**WHAT THE TASK ASKS**
Search the records for the word "classify". Copy every line where it appears.

○ ○ ○ ○

//! campaign-deploy CLI
//!
//! Usage: campaign-deploy <COMMAND>
//!
//! Commands:
//!   deploy  Deploy the application to an environment (default: homolog)
//!   backup  Back up a deployed environment (full or data-only)
//!   plan    Show what a deploy would transfer, without connecting

mod commands;
mod ui;

use clap::Parser;

use campaign_deploy::presentation::{Cli, Commands};

use crate::commands::deploy::DeployArgs;
use crate::commands::GlobalOptions;
use crate::ui::context::UiContext;

/// Exit status after SIGINT
const EXIT_INTERRUPTED: i32 = 130;

fn main() {
    let cli = Cli::parse();
    let ui = UiContext::new(cli.json, cli.verbose, cli.color);

    let _ = ctrlc::set_handler(move || {
        if ui.json {
            let _ = ui::json::emit(serde_json::json!({
                "event": "interrupted",
            }));
        } else {
            ui::log::warning(
                &ui,
                "interrupted; the remote host may be partially updated and its deploy lock left in place",
            );
        }
        std::process::exit(EXIT_INTERRUPTED);
    });

    let global = GlobalOptions {
        ui,
        config: cli.config,
    };

    let code = match cli.command {
        Commands::Deploy {
            environment,
            backup,
            no_backup,
            dry_run,
            yes,
        } => commands::deploy::cmd_deploy(
            &DeployArgs {
                environment,
                backup,
                no_backup,
                dry_run,
                yes,
            },
            &global,
        ),
        Commands::Backup { environment, mode } => {
            commands::backup::cmd_backup(&environment, mode.into(), &global)
        }
        Commands::Plan { environment } => commands::plan::cmd_plan(&environment, &global),
    };

    std::process::exit(code);
}
//! Configuration module
//!
//! Configuration hierarchy, highest priority first:
//! 1. Environment variables (`CAMPAIGN_DEPLOY_<ENV>_*`)
//! 2. Credential overlays (`.deploy/<env>.toml`)
//! 3. Project config (`deploy.toml`, or `--config <path>`)
//! 4. Built-in defaults

mod env_validator;
mod loader;
mod types;

pub use crate::domain::value_objects::ConfigWarning;

pub use loader::{
    apply_env_overrides, load_project, load_with_warnings, overlay_path, with_env_overrides,
    LoadedConfig, CONFIG_FILE, STATE_DIR,
};
pub use types::{
    Config, ContainersConfig, DeploySettings, DevelopmentConfig, EnvironmentConfig,
    MigrationsConfig,
};
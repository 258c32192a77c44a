//! Run Lock Port
//!
//! At most one deploy per environment from this checkout. The guard releases
//! the lock when dropped.

use thiserror::Error;

use crate::domain::value_objects::Environment;

#[derive(Debug, Clone, Error, PartialEq, Eq)]
pub enum LockError {
    #[error("held by {holder}")]
    Held { holder: String },
    #[error("lock unavailable: {0}")]
    Access(String),
}

/// Marker for a held lock; dropping it releases the lock.
pub trait LockGuard: Send {}

pub trait RunLock: Send + Sync {
    fn acquire(&self, environment: Environment) -> Result<Box<dyn LockGuard>, LockError>;
}
use campaign_deploy::ConfigWarning;

use crate::ui::context::UiContext;
use crate::ui::log;

pub fn print_config_warnings(warnings: &[ConfigWarning], ui: &UiContext) {
    if ui.json {
        for w in warnings {
            let _ = crate::ui::json::emit(serde_json::json!({
                "event": "config_warning",
                "key": w.key,
                "file": w.file.display().to_string(),
                "line": w.line,
                "suggestion": w.suggestion,
            }));
        }
        return;
    }

    for w in warnings {
        let location = match w.line {
            Some(line) => format!("{}:{}", w.file.display(), line),
            None => w.file.display().to_string(),
        };
        let mut message = format!("unknown config key '{}' in {}", w.key, location);
        if let Some(suggestion) = &w.suggestion {
            message.push_str(&format!("; did you mean '{}'?", suggestion));
        }
        log::warning(ui, &message);
    }
}
//! Property tests for database classification and migration dispatch.

use proptest::prelude::*;

use campaign_deploy::domain::services::{classify, MigrationAction};
use campaign_deploy::domain::value_objects::{DatabaseState, ProbeOutcome, ProbeReport};

fn revision() -> impl Strategy<Value = Option<String>> {
    proptest::option::of(proptest::string::string_regex("[0-9a-f]{0,12}").unwrap())
}

fn report() -> impl Strategy<Value = ProbeReport> {
    (
        any::<bool>(),
        any::<bool>(),
        revision(),
        revision(),
        proptest::collection::vec("[0-9a-f]{12}", 0..4),
        proptest::option::of("[a-z ]{0,20}"),
    )
        .prop_map(
            |(connected, history_table, current_revision, head_revision, pending, error)| {
                ProbeReport {
                    connected,
                    history_table,
                    current_revision,
                    head_revision,
                    pending,
                    error,
                }
            },
        )
}

proptest! {
    #![proptest_config(ProptestConfig {
        cases: 256,
        .. ProptestConfig::default()
    })]

    /// PROPERTY: every probe report maps to exactly one of the four states,
    /// and every reachable state has exactly one action.
    #[test]
    fn property_classification_is_total(report in report()) {
        let state = classify(&ProbeOutcome::Report(report.clone()));

        prop_assert_eq!(state.is_reachable(), report.connected);
        let action = MigrationAction::for_state(&state);
        prop_assert_eq!(action.is_some(), state.is_reachable());
    }

    /// PROPERTY: only an uninitialized database is ever seeded.
    #[test]
    fn property_seed_only_on_uninitialized(report in report()) {
        let state = classify(&ProbeOutcome::Report(report));
        if let Some(action) = MigrationAction::for_state(&state) {
            prop_assert_eq!(action.runs_seed(), state == DatabaseState::Uninitialized);
        }
    }

    /// PROPERTY: a database at head classifies as current, so a second run
    /// is a no-op.
    #[test]
    fn property_at_head_is_noop(rev in "[0-9a-f]{12}") {
        let report = ProbeReport {
            connected: true,
            history_table: true,
            current_revision: Some(rev.clone()),
            head_revision: Some(rev.clone()),
            ..ProbeReport::default()
        };
        let state = classify(&ProbeOutcome::Report(report));
        prop_assert_eq!(&state, &DatabaseState::Current { revision: Some(rev) });
        let action = MigrationAction::for_state(&state).unwrap();
        prop_assert!(action.steps().is_empty());
    }

    /// PROPERTY: a probe that failed to run is always unreachable.
    #[test]
    fn property_failed_probe_is_unreachable(reason in "[a-z ]{0,30}") {
        let state = classify(&ProbeOutcome::Failed { reason });
        prop_assert!(!state.is_reachable());
    }
}
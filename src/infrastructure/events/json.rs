//! JSON Event Sink
//!
//! Outputs deploy and backup events as NDJSON for CI/automation consumption.

use crate::domain::ports::{DeployEvent, DeployEventSink};
use std::io::{self, Write};
use std::sync::Mutex;

/// Event sink that outputs NDJSON events to stdout
pub struct JsonEventSink {
    /// Command name stamped on every line
    command: &'static str,
    /// Mutex to ensure thread-safe writes
    writer: Mutex<Box<dyn Write + Send>>,
}

impl JsonEventSink {
    /// Create a new JSON event sink writing to stdout
    pub fn stdout(command: &'static str) -> Self {
        Self::with_writer(command, io::stdout())
    }

    /// Create a JSON event sink writing to a custom writer
    pub fn with_writer<W: Write + Send + 'static>(command: &'static str, writer: W) -> Self {
        Self {
            command,
            writer: Mutex::new(Box::new(writer)),
        }
    }

    fn write_event(&self, mut event: serde_json::Value) {
        if let Some(map) = event.as_object_mut() {
            map.insert("command".to_string(), self.command.into());
        }
        if let Ok(mut writer) = self.writer.lock() {
            let _ = writeln!(writer, "{}", event);
            let _ = writer.flush();
        }
    }
}

fn to_json(event: DeployEvent) -> serde_json::Value {
    match event {
        DeployEvent::Started {
            environment,
            target,
        } => serde_json::json!({
            "event": "start",
            "environment": environment.as_str(),
            "target": target,
        }),

        DeployEvent::StageStarted { stage } => serde_json::json!({
            "event": "stage",
            "stage": stage.as_str(),
        }),

        DeployEvent::Command { command } => serde_json::json!({
            "event": "remote_command",
            "remote_command": command,
        }),

        DeployEvent::Info { stage, message } => serde_json::json!({
            "event": "info",
            "stage": stage.as_str(),
            "message": message,
        }),

        DeployEvent::Warning { stage, message } => serde_json::json!({
            "event": "warning",
            "stage": stage.as_str(),
            "message": message,
        }),

        DeployEvent::Planned {
            files,
            excluded,
            fingerprint,
        } => serde_json::json!({
            "event": "planned",
            "files": files,
            "excluded": excluded,
            "fingerprint": fingerprint,
        }),

        DeployEvent::Excluded { path } => serde_json::json!({
            "event": "excluded",
            "path": path.display().to_string(),
        }),

        DeployEvent::ArtifactPushed {
            artifact,
            files,
            method,
        } => serde_json::json!({
            "event": "artifact_pushed",
            "artifact": artifact.display().to_string(),
            "files": files,
            "method": method,
        }),

        DeployEvent::ArtifactSkipped { artifact, reason } => serde_json::json!({
            "event": "artifact_skipped",
            "artifact": artifact.display().to_string(),
            "reason": reason,
        }),

        DeployEvent::StaleRemoved { artifact, files } => serde_json::json!({
            "event": "stale_removed",
            "artifact": artifact.display().to_string(),
            "files": files,
        }),

        DeployEvent::ImageBuilt { tag } => serde_json::json!({
            "event": "image_built",
            "tag": tag,
        }),

        DeployEvent::DatabaseClassified { state } => serde_json::json!({
            "event": "database_classified",
            "state": state.name(),
            "detail": state.to_string(),
        }),

        DeployEvent::MigrationStep { step } => serde_json::json!({
            "event": "migration_step",
            "step": step,
        }),

        DeployEvent::MigrationsSkipped { revision } => serde_json::json!({
            "event": "migrations_skipped",
            "revision": revision,
        }),

        DeployEvent::VolumeCreated { name } => serde_json::json!({
            "event": "volume_created",
            "name": name,
        }),

        DeployEvent::ContainerRemoved { name } => serde_json::json!({
            "event": "container_removed",
            "name": name,
        }),

        DeployEvent::ContainerStarted { name } => serde_json::json!({
            "event": "container_started",
            "name": name,
        }),

        DeployEvent::HealthAttempt {
            attempt,
            max,
            status,
        } => serde_json::json!({
            "event": "health_attempt",
            "attempt": attempt,
            "max": max,
            "status": status,
        }),

        DeployEvent::BackupCreated { id, directory } => serde_json::json!({
            "event": "backup_created",
            "id": id,
            "directory": directory,
        }),

        DeployEvent::BackupsRotated { removed } => serde_json::json!({
            "event": "backups_rotated",
            "removed": removed,
        }),

        DeployEvent::Completed {
            environment,
            degraded,
            warnings,
        } => {
            let status = if degraded { "degraded" } else { "success" };
            serde_json::json!({
                "event": "complete",
                "environment": environment.as_str(),
                "status": status,
                "warnings": warnings,
            })
        }
    }
}

impl DeployEventSink for JsonEventSink {
    fn on_event(&self, event: DeployEvent) {
        self.write_event(to_json(event));
    }

    fn wants_detailed_events(&self) -> bool {
        true // JSON mode wants all events
    }
}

○ ○ ○ ○

**EXERCISE ANSWER**
use campaign_deploy::domain::services::{classify, MigrationAction};
        let state = classify(&ProbeOutcome::Report(report.clone()));
        let state = classify(&ProbeOutcome::Report(report));
        let state = classify(&ProbeOutcome::Report(report));
        let state = classify(&ProbeOutcome::Failed { reason });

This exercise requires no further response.